Mayor Michael Bloomberg’s (I) public health initiative to ban the sale of sugary drinks larger than 16 ounces was set to begin on Tuesday — but after a state judge struck down the initiative on Monday, New Yorkers won’t have to relinquish their supersize sodas anytime soon.
The news will likely come as a relief to the New Yorkers who were already preparing to circumvent the city’s ban. Even if the new regulation had gone into effect, there would still have been several ways for soda lovers to get their super size fix — by going to any local convenience store (which wouldn’t have been subjected to the rule because they’re regulated by the state), by crossing state lines into New Jersey, or simply buying several smaller-sized sodas at once.
The judge’s opinion cites those loopholes as one his primary reasons for striking down the law, since he believed the “uneven enforcement” throughout the city rendered the regulation ineffective. But even though Bloomberg’s proposal wasn’t perfect, it was on the right track.
As an increasing body of research has tied the consumption of sugary drinks to obesity, public efforts like Bloomberg’s represent one small step toward reorienting a culture where portion sizes have continued to spiral out of control. Restaurants’ portion sizes are more than four times larger now than they were in the 1950s — and that culture of excess is making its way into Americans’ homes, too, where meals are also getting bigger. Soft drinks sizes specifically have seen one of the largest increases, ballooning by over 50 percent since the mid-1970s. And research suggests that larger portion sizes do lead people to consume more than they would have otherwise, since we tend to estimate calories with our eyes rather than our stomachs.The average American child consumes about 270 calories from soft drinks each day, which adds up to U.S. children drinking about 7 trillion calories from soda each year. That’s a huge problem in the larger context of childhood obesity rates, which have tripled since 1980. But there’s evidence that innovative public health measures can pay off. After all, states with aggressive nutrition policies, which include limits on sugary drinks and fried foods in public schools cafeterias, have experienced decreases in their childhood obesity rates.

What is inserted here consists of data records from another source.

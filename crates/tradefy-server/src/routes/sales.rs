use axum::extract::{Path, State};
use axum::http::{HeaderMap, StatusCode};
use axum::Json;
use tracing::{info, warn};
use tradefy_common::api::{ConfirmPaymentRequest, CreateSaleRequest};
use tradefy_common::commission::split_sale;
use tradefy_common::error::{AppError, AppResult};
use tradefy_common::sale::{SaleAction, SaleStatus};
use tradefy_common::types::ProductStatus;

use crate::auth::current_user;
use crate::error::{ApiError, ApiResult};
use crate::state::AppState;
use crate::stores::product::ProductStore;
use crate::stores::sale::{NewSale, SaleRecord, SaleStore};
use crate::stores::user::{UserRecord, UserStore};

/// Checkout. The seller's current rate is captured on the sale and never
/// recomputed, whatever happens to the seller's rank later.
pub async fn create(
    headers: HeaderMap,
    State(state): State<AppState>,
    Json(payload): Json<CreateSaleRequest>,
) -> Result<(StatusCode, Json<SaleRecord>), ApiError> {
    let buyer = current_user(&state, &headers).await?;
    let product = ProductStore::new(state.db_pool.clone())
        .get(payload.product_id)
        .await?
        .ok_or(AppError::NotFound)?;

    if product.status != ProductStatus::Published {
        return Err(AppError::Conflict(format!(
            "product {} is not available for sale",
            product.id
        ))
        .into());
    }
    if product.owner_id == buyer.id {
        return Err(AppError::InvalidInput("cannot buy your own product".to_string()).into());
    }

    let seller = UserStore::new(state.db_pool.clone())
        .get(product.owner_id)
        .await?
        .ok_or(AppError::NotFound)?;
    let amounts = split_sale(product.price, seller.standing.commission_rate())?;

    let sale = SaleStore::new(state.db_pool.clone())
        .create(NewSale {
            product_id: product.id,
            seller_id: seller.id,
            buyer_id: buyer.id,
            amounts,
            payment_method: payload.payment_method,
        })
        .await?;

    info!(
        sale_id = sale.id,
        product_id = product.id,
        seller_id = seller.id,
        buyer_id = buyer.id,
        sale_price = sale.sale_price,
        commission_rate = sale.commission_rate,
        "sale created"
    );
    Ok((StatusCode::CREATED, Json(sale)))
}

pub async fn list(headers: HeaderMap, State(state): State<AppState>) -> ApiResult<Vec<SaleRecord>> {
    let user = current_user(&state, &headers).await?;
    let sales = SaleStore::new(state.db_pool.clone())
        .list_for_user(user.id)
        .await?;
    Ok(Json(sales))
}

pub async fn get(
    headers: HeaderMap,
    State(state): State<AppState>,
    Path(sale_id): Path<i64>,
) -> ApiResult<SaleRecord> {
    let user = current_user(&state, &headers).await?;
    let sale = load_sale(&state, sale_id).await?;
    if !user.is_superuser && user.id != sale.buyer_id && user.id != sale.seller_id {
        return Err(AppError::Forbidden.into());
    }
    Ok(Json(sale))
}

pub async fn confirm_payment(
    headers: HeaderMap,
    State(state): State<AppState>,
    Path(sale_id): Path<i64>,
    Json(payload): Json<ConfirmPaymentRequest>,
) -> ApiResult<SaleRecord> {
    let reference = payload.reference.trim();
    if reference.is_empty() {
        return Err(AppError::InvalidInput("payment reference is required".to_string()).into());
    }
    act(&state, &headers, sale_id, SaleAction::ConfirmPayment, Some(reference)).await
}

pub async fn ship(
    headers: HeaderMap,
    State(state): State<AppState>,
    Path(sale_id): Path<i64>,
) -> ApiResult<SaleRecord> {
    act(&state, &headers, sale_id, SaleAction::Ship, None).await
}

pub async fn deliver(
    headers: HeaderMap,
    State(state): State<AppState>,
    Path(sale_id): Path<i64>,
) -> ApiResult<SaleRecord> {
    act(&state, &headers, sale_id, SaleAction::Deliver, None).await
}

pub async fn cancel(
    headers: HeaderMap,
    State(state): State<AppState>,
    Path(sale_id): Path<i64>,
) -> ApiResult<SaleRecord> {
    act(&state, &headers, sale_id, SaleAction::Cancel, None).await
}

pub async fn refund(
    headers: HeaderMap,
    State(state): State<AppState>,
    Path(sale_id): Path<i64>,
) -> ApiResult<SaleRecord> {
    act(&state, &headers, sale_id, SaleAction::Refund, None).await
}

async fn act(
    state: &AppState,
    headers: &HeaderMap,
    sale_id: i64,
    action: SaleAction,
    payment_reference: Option<&str>,
) -> ApiResult<SaleRecord> {
    let user = current_user(state, headers).await?;
    let sale = load_sale(state, sale_id).await?;
    if !may_perform(&user, &sale, action) {
        return Err(AppError::Forbidden.into());
    }

    Ok(Json(apply_sale_action(state, sale_id, action, payment_reference).await?))
}

/// Which party may drive each step: the buyer pays and signs for delivery,
/// the seller ships and refunds, either side may cancel.
fn may_perform(user: &UserRecord, sale: &SaleRecord, action: SaleAction) -> bool {
    if user.is_superuser {
        return true;
    }
    let is_buyer = user.id == sale.buyer_id;
    let is_seller = user.id == sale.seller_id;
    match action {
        SaleAction::ConfirmPayment | SaleAction::Deliver => is_buyer,
        SaleAction::Ship | SaleAction::Refund => is_seller,
        SaleAction::Cancel => is_buyer || is_seller,
    }
}

/// Runs a guarded transition and logs the economic event it produced.
pub(crate) async fn apply_sale_action(
    state: &AppState,
    sale_id: i64,
    action: SaleAction,
    payment_reference: Option<&str>,
) -> AppResult<SaleRecord> {
    let transition = SaleStore::new(state.db_pool.clone())
        .apply_action(sale_id, action, payment_reference)
        .await?;
    let sale = &transition.sale;

    match action {
        SaleAction::ConfirmPayment => {
            info!(sale_id, reference = ?sale.payment_reference, "payment confirmed");
        }
        SaleAction::Deliver => {
            if let Some(standing) = transition.seller {
                info!(
                    sale_id,
                    seller_id = sale.seller_id,
                    sales_count = standing.sales_count(),
                    rank = %standing.rank(),
                    "sale delivered"
                );
            }
            if let Some(promotion) = transition.promotion {
                info!(
                    seller_id = sale.seller_id,
                    from = %promotion.from,
                    to = %promotion.to,
                    "seller promoted"
                );
            }
        }
        SaleAction::Refund if transition.previous == SaleStatus::Delivered => {
            warn!(
                sale_id,
                seller_id = sale.seller_id,
                "delivered sale refunded; seller counters left unchanged"
            );
        }
        _ => {
            info!(sale_id, status = %sale.status, "sale status changed");
        }
    }

    Ok(transition.sale)
}

async fn load_sale(state: &AppState, sale_id: i64) -> AppResult<SaleRecord> {
    SaleStore::new(state.db_pool.clone())
        .get(sale_id)
        .await?
        .ok_or(AppError::NotFound)
}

The impact of sugary drinks on the ongoing obesity epidemic, and how best to encourage Americans to make healthier choices, is one that health advocates continue to grapple with, and there’s general consensus that proposals like Bloomberg’s are worth a shot. Beverage manufacturers, on the other hand, remain largely resistant to addressing their role in the public health crisis. The New York mayor’s soda ban was unanimously approved by the city’s health board in September — while the soda industry, which claimed the loophole-ridden policy was an affront to consumer freedom, became its loudest critic.